* **ASSIGNMENT**
Every line of the material that mentions the word "PathBuf" should be copied out.

* **DATA RECORDS**
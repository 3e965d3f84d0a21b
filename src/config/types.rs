//! Configuration Types
//!
//! All configuration structures with sensible defaults. The configuration
//! is assembled once at the process boundary and passed down as plain
//! parameters; the analysis core never reads environment state directly.

use serde::{Deserialize, Serialize};
use std::path::PathBuf;

use crate::ai::ProviderConfig;
use crate::constants::{detector::DEFAULT_MIN_OCCURRENCES, import::DEFAULT_MONTHS_BACK};
use crate::source::jira::JiraConfig;
use crate::source::servicenow::ServiceNowConfig;

/// Root configuration structure
#[derive(Debug, Clone, Serialize, Deserialize)]
#[serde(default)]
pub struct Config {
    /// Configuration version
    pub version: String,

    /// Ticket source settings
    pub source: SourceConfig,

    /// Analysis tuning
    pub analysis: AnalysisConfig,

    /// Completion provider settings
    pub llm: LlmConfig,
}

impl Default for Config {
    fn default() -> Self {
        Self {
            version: "1.0".to_string(),
            source: SourceConfig::default(),
            analysis: AnalysisConfig::default(),
            llm: LlmConfig::default(),
        }
    }
}

impl Config {
    /// Validate configuration values are within acceptable ranges.
    /// Returns `TicketError::Config` on validation failure.
    pub fn validate(&self) -> crate::types::Result<()> {
        if self.analysis.months_back == 0 {
            return Err(crate::types::TicketError::Config(
                "analysis.months_back must be greater than 0".to_string(),
            ));
        }

        if self.analysis.min_occurrences == 0 {
            return Err(crate::types::TicketError::Config(
                "analysis.min_occurrences must be greater than 0".to_string(),
            ));
        }

        if !(0.0..=2.0).contains(&self.llm.temperature) {
            return Err(crate::types::TicketError::Config(format!(
                "llm.temperature must be between 0.0 and 2.0, got {}",
                self.llm.temperature
            )));
        }

        if self.llm.timeout_secs == 0 {
            return Err(crate::types::TicketError::Config(
                "llm.timeout_secs must be greater than 0".to_string(),
            ));
        }

        Ok(())
    }
}

// =============================================================================
// Source Configuration
// =============================================================================

/// Which backend supplies tickets
#[derive(Debug, Clone, Copy, PartialEq, Eq, Serialize, Deserialize, Default)]
#[serde(rename_all = "lowercase")]
pub enum BackendKind {
    ServiceNow,
    Jira,
    #[default]
    Export,
}

impl std::fmt::Display for BackendKind {
    fn fmt(&self, f: &mut std::fmt::Formatter<'_>) -> std::fmt::Result {
        match self {
            Self::ServiceNow => write!(f, "servicenow"),
            Self::Jira => write!(f, "jira"),
            Self::Export => write!(f, "export"),
        }
    }
}

impl std::str::FromStr for BackendKind {
    type Err = String;

    fn from_str(s: &str) -> Result<Self, Self::Err> {
        match s.to_lowercase().as_str() {
            "servicenow" => Ok(Self::ServiceNow),
            "jira" => Ok(Self::Jira),
            "export" | "file" => Ok(Self::Export),
            _ => Err(format!(
                "Unknown backend: {}. Valid values: servicenow, jira, export",
                s
            )),
        }
    }
}

#[derive(Debug, Clone, Serialize, Deserialize)]
#[serde(default)]
pub struct SourceConfig {
    pub backend: BackendKind,
    pub servicenow: ServiceNowConfig,
    pub jira: JiraConfig,
    /// Export file path for the `export` backend
    pub export_path: Option<PathBuf>,
    /// HTTP timeout for backend requests
    pub request_timeout_secs: u64,
}

impl Default for SourceConfig {
    fn default() -> Self {
        Self {
            backend: BackendKind::default(),
            servicenow: ServiceNowConfig::default(),
            jira: JiraConfig::default(),
            export_path: None,
            request_timeout_secs: 30,
        }
    }
}

// =============================================================================
// Analysis Configuration
// =============================================================================

#[derive(Debug, Clone, Serialize, Deserialize)]
#[serde(default)]
pub struct AnalysisConfig {
    /// Age cutoff: tickets opened more than this many months ago are
    /// excluded (inclusive boundary; unparseable dates are never excluded)
    pub months_back: u32,
    /// Minimum group size for an emitted pattern
    pub min_occurrences: usize,
}

impl Default for AnalysisConfig {
    fn default() -> Self {
        Self {
            months_back: DEFAULT_MONTHS_BACK,
            min_occurrences: DEFAULT_MIN_OCCURRENCES,
        }
    }
}

// =============================================================================
// LLM Configuration
// =============================================================================

/// Provider settings plus the AI-skip switch
#[derive(Debug, Clone, Serialize, Deserialize, Default)]
#[serde(default)]
pub struct LlmConfig {
    /// When true, skip AI entirely and use the basic detector
    pub skip_ai: bool,

    #[serde(flatten)]
    pub provider: ProviderConfig,
}

// Convenience accessors used by validation
impl std::ops::Deref for LlmConfig {
    type Target = ProviderConfig;

    fn deref(&self) -> &Self::Target {
        &self.provider
    }
}

#[cfg(test)]
mod tests {
    use super::*;

    #[test]
    fn test_default_config_is_valid() {
        assert!(Config::default().validate().is_ok());
    }

    #[test]
    fn test_validation_rejects_zero_months() {
        let mut config = Config::default();
        config.analysis.months_back = 0;
        assert!(config.validate().is_err());
    }

    #[test]
    fn test_validation_rejects_bad_temperature() {
        let mut config = Config::default();
        config.llm.provider.temperature = 3.5;
        assert!(config.validate().is_err());
    }

    #[test]
    fn test_backend_kind_from_str() {
        assert_eq!("servicenow".parse::<BackendKind>().unwrap(), BackendKind::ServiceNow);
        assert_eq!("JIRA".parse::<BackendKind>().unwrap(), BackendKind::Jira);
        assert_eq!("file".parse::<BackendKind>().unwrap(), BackendKind::Export);
        assert!("asana".parse::<BackendKind>().is_err());
    }
}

* **RESPONSE TO THE EXERCISE**
use std::path::PathBuf;
    pub export_path: Option<PathBuf>,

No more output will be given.